Twice in my career I have had the opportunity to develop and direct the life stories of two individuals who portrayed themselves in the debut performances (and I am now writing a screenplay about a third). This is a unique form of storytelling with as many challenges as there are rewards. Coming Up for Air: An AutoJAZZography, conceived and performed by musician Stan Strickland and written by Jon Lipsky, is such a piece. In the introduction, Strickland notes that it was a three year process of conversation and note-taking on the beach on Martha’s Vineyard that brought the play to fruition. Anyone in the fields of storytelling and oral history will find a gold mine of technique and artistic choice-making awaiting them here. Strickland’s experiences and voice—as a person, as a musician—are so unique (the title refers to a near death experience he had in the waters off Hawaii), the ways that Lipsky worked with the text and structure to make them universal provide a roadmap for fellow travelers committed to bringing new stories (and perspectives!) to the world through theatre. Strickland and Lipsky collaborated to show us that everyone has their own rhythm and music—and finding and manifesting them for public performance holds a magic that the modern theatre often lacks.

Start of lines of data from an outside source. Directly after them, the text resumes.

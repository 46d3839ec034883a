// Monte Carlo Infrastructure: N seeded runs per scenario with statistical aggregation
// Every step is applied to the float predictor and the fixed-point mirror side by side

use planet_engine::adapter::{self, to_decimal, to_ships};
use planet_engine::conservation::InvariantAudit;
use planet_engine::core_economy;
use planet_engine::core_types::FixedPlanetState;
use planet_engine::{economy, EconomyError, PlanetEconomyState};
use rand::SeedableRng;
use rand_chacha::ChaCha8Rng;
use tracing::{debug, info};

use crate::report::*;
use crate::scenarios::{Event, Scenario};
use crate::time_series::TimeSeriesRecorder;

use std::time::Instant;

fn apply_float(state: &PlanetEconomyState, event: Event) -> Result<PlanetEconomyState, EconomyError> {
    match event {
        Event::Advance { dt } => economy::peek(state, dt),
        Event::Send { dt, quantity } => economy::send(state, dt, quantity),
        Event::Arrive { dt, quantity, departed_ago } => {
            economy::count_arrival(state, dt, quantity, state.last_update + dt - departed_ago)
        }
        Event::Receive { dt, quantity } => economy::receive_spaceships(state, dt, quantity),
    }
}

/// Fixed-point result, or `None` when the mirror rejected the event.
fn apply_fixed(state: &FixedPlanetState, event: Event) -> Option<FixedPlanetState> {
    let result = match event {
        Event::Advance { dt } => core_economy::peek(state, to_decimal(dt)),
        Event::Send { dt, quantity } => core_economy::send(state, to_decimal(dt), to_ships(quantity)),
        Event::Arrive { dt, quantity, departed_ago } => {
            let start = state.last_update + to_decimal(dt) - to_decimal(departed_ago);
            core_economy::count_arrival(state, to_decimal(dt), to_ships(quantity), start)
        }
        Event::Receive { dt, quantity } => {
            core_economy::receive_spaceships(state, to_decimal(dt), to_ships(quantity))
        }
    };
    result.ok()
}

/// Run a single scenario iteration with a specific seed.
pub fn run_single(
    scenario: &Scenario,
    seed: u64,
    time_series_dir: Option<&std::path::Path>,
) -> BenchResult {
    let start = Instant::now();
    let mut rng = ChaCha8Rng::seed_from_u64(seed);

    let mut state = scenario.config.genesis(0.0, scenario.initial_ships);
    let mut fixed = adapter::to_fixed(&state);
    let mut audit = InvariantAudit::new();
    let mut time_series = time_series_dir.map(|_| TimeSeriesRecorder::new());

    let mut rejections: u32 = 0;
    let mut mirror_disagreements: u32 = 0;
    let mut max_fixed_drift: f64 = 0.0;
    let mut departed_total = 0.0;

    for step in 0..scenario.steps {
        let event = (scenario.step)(step, &mut rng, &state);
        let before = state;

        match apply_float(&state, event) {
            Ok(next) => {
                if let Event::Send { dt, quantity } = event {
                    if let Ok(advanced) = economy::peek(&before, dt) {
                        audit.record_departure(&advanced, &next, quantity);
                    }
                    departed_total += quantity;
                }
                audit.record(&before, &next);
                state = next;
                match apply_fixed(&fixed, event) {
                    Some(f) => fixed = f,
                    None => mirror_disagreements += 1,
                }
            }
            Err(e) => {
                debug!(step, kind = event.kind(), error = %e, "event rejected");
                rejections += 1;
                if apply_fixed(&fixed, event).is_some() {
                    mirror_disagreements += 1;
                }
            }
        }

        let delta = adapter::cross_check(&state, &fixed);
        max_fixed_drift = max_fixed_drift.max(delta.max_ships());
        if let Some(ts) = time_series.as_mut() {
            ts.record(step, event.kind(), &state, delta.max_ships());
        }
    }

    if let (Some(ts), Some(dir)) = (&time_series, time_series_dir) {
        let path = dir.join(format!("{}-seed{}.jsonl", scenario.name, seed));
        if let Err(e) = ts.write_jsonl(&path) {
            eprintln!("  time series write failed for {}: {}", path.display(), e);
        }
    }

    let mut pass = audit.is_clean()
        && mirror_disagreements == 0
        && max_fixed_drift <= scenario.criteria.max_fixed_drift;
    if let Some(expected) = scenario.criteria.expected_rejections {
        if rejections != expected {
            pass = false;
        }
    }
    if let Some(check) = scenario.criteria.final_check {
        if !check(&state) {
            pass = false;
        }
    }

    let elapsed = start.elapsed();
    BenchResult {
        scenario: scenario.label.to_string(),
        name: scenario.name.to_string(),
        category: scenario.category.to_string(),
        seed,
        pass,
        steps: scenario.steps,
        rejections,
        mirror_disagreements,
        invariant_violations: audit.violations,
        first_violation: audit.first_violation.clone(),
        max_ship_leak: audit.max_ship_leak,
        max_fixed_drift,
        departed_total,
        final_spaceships: state.num_spaceships,
        final_external_upkeep: state.external_upkeep,
        final_external_upkeep_duration: state.external_upkeep_duration,
        final_clock: state.last_update,
        elapsed_ms: elapsed.as_millis(),
    }
}

/// Run a scenario `n_runs` times with seeds `base_seed..base_seed + n_runs`.
pub fn run_monte_carlo(
    scenario: &Scenario,
    n_runs: usize,
    base_seed: u64,
    time_series_dir: Option<&std::path::Path>,
) -> MonteCarloReport {
    let runs = if scenario.deterministic { 1 } else { n_runs.max(1) };
    let results: Vec<BenchResult> = (0..runs as u64)
        .map(|i| run_single(scenario, base_seed + i, time_series_dir))
        .collect();
    info!(scenario = scenario.name, runs, "scenario complete");
    aggregate(scenario, results)
}

fn aggregate(scenario: &Scenario, results: Vec<BenchResult>) -> MonteCarloReport {
    let n = results.len();
    let passed = results.iter().filter(|r| r.pass).count();
    let pass_rate = passed as f64 / n as f64;

    let sample = |f: fn(&BenchResult) -> f64| -> Stats {
        Stats::from_samples(&results.iter().map(f).collect::<Vec<_>>())
    };

    MonteCarloReport {
        scenario_name: scenario.name.to_string(),
        label: scenario.label.to_string(),
        category: scenario.category.to_string(),
        n_runs: n,
        pass_rate,
        max_fixed_drift: sample(|r| r.max_fixed_drift),
        rejections: sample(|r| r.rejections as f64),
        final_spaceships: sample(|r| r.final_spaceships),
        final_external_upkeep: sample(|r| r.final_external_upkeep),
        departed_total: sample(|r| r.departed_total),
        elapsed_ms: sample(|r| r.elapsed_ms as f64),
        individual_runs: results,
    }
}
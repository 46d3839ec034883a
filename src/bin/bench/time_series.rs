// Per-Step JSONL Time Series Recorder
// Outputs one JSON line per event for independent analysis

use planet_engine::PlanetEconomyState;
use serde::Serialize;
use std::io::Write;

#[derive(Debug, Serialize)]
pub struct StepSnapshot {
    pub step: usize,
    pub event: &'static str,
    pub clock: f64,
    pub num_spaceships: f64,
    pub external_upkeep: f64,
    pub external_upkeep_duration: f64,
    pub above_cap: bool,
    pub fixed_drift: f64,
}

impl StepSnapshot {
    pub fn from_state(step: usize, event: &'static str, state: &PlanetEconomyState, fixed_drift: f64) -> Self {
        Self {
            step,
            event,
            clock: state.last_update,
            num_spaceships: state.num_spaceships,
            external_upkeep: state.external_upkeep,
            external_upkeep_duration: state.external_upkeep_duration,
            above_cap: state.num_spaceships >= state.stats.max_upkeep,
            fixed_drift,
        }
    }
}

/// Time series recorder that accumulates snapshots and writes JSONL
pub struct TimeSeriesRecorder {
    snapshots: Vec<StepSnapshot>,
}

impl TimeSeriesRecorder {
    pub fn new() -> Self {
        Self { snapshots: Vec::new() }
    }

    pub fn record(&mut self, step: usize, event: &'static str, state: &PlanetEconomyState, fixed_drift: f64) {
        self.snapshots.push(StepSnapshot::from_state(step, event, state, fixed_drift));
    }

    /// Write all snapshots to a JSONL file
    pub fn write_jsonl(&self, path: &std::path::Path) -> std::io::Result<()> {
        if let Some(parent) = path.parent() {
            std::fs::create_dir_all(parent)?;
        }
        let mut file = std::fs::File::create(path)?;
        for snapshot in &self.snapshots {
            let line = serde_json::to_string(snapshot)
                .map_err(|e| std::io::Error::new(std::io::ErrorKind::Other, e))?;
            writeln!(file, "{}", line)?;
        }
        Ok(())
    }
}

The last play in this collection, The Wild Place, takes me back to the start of my journey through the processes and plays of Jon Lipsky. In Dreaming Together, he provided the roadmap for creating a work such as this one, which is based on a dream series by Susan Thompson (who was the co-author). Reinforcing a common theme among his collaborators, Thompson, in the Foreword, writes: “[Jon] encouraged performers to find stories within themselves” (301). Similar to the other dream plays in the collection, The Wild Place is deeply personal, taking as its source material dreams from a time when Thompson was “nursing her first child and pregnant with her second child” (Script Notes, 309). It is a moment in time, as the most moving stories are—constructed as a one-woman show with a supporting ensemble. Structurally similar while markedly different in their content and tone, Dreaming with an AIDS Patient and The Wild Place make a strong case for Lipsky’s methods of play creation. And his philosophy that the dreams are presented but not interpreted is one with which I agree. Especially when trying to make the uniquely personal wholly universal.
And that, to me, is what Jon Lipsky did best. Kudos to the editors of the two volumes for making his work available to storytellers throughout the world.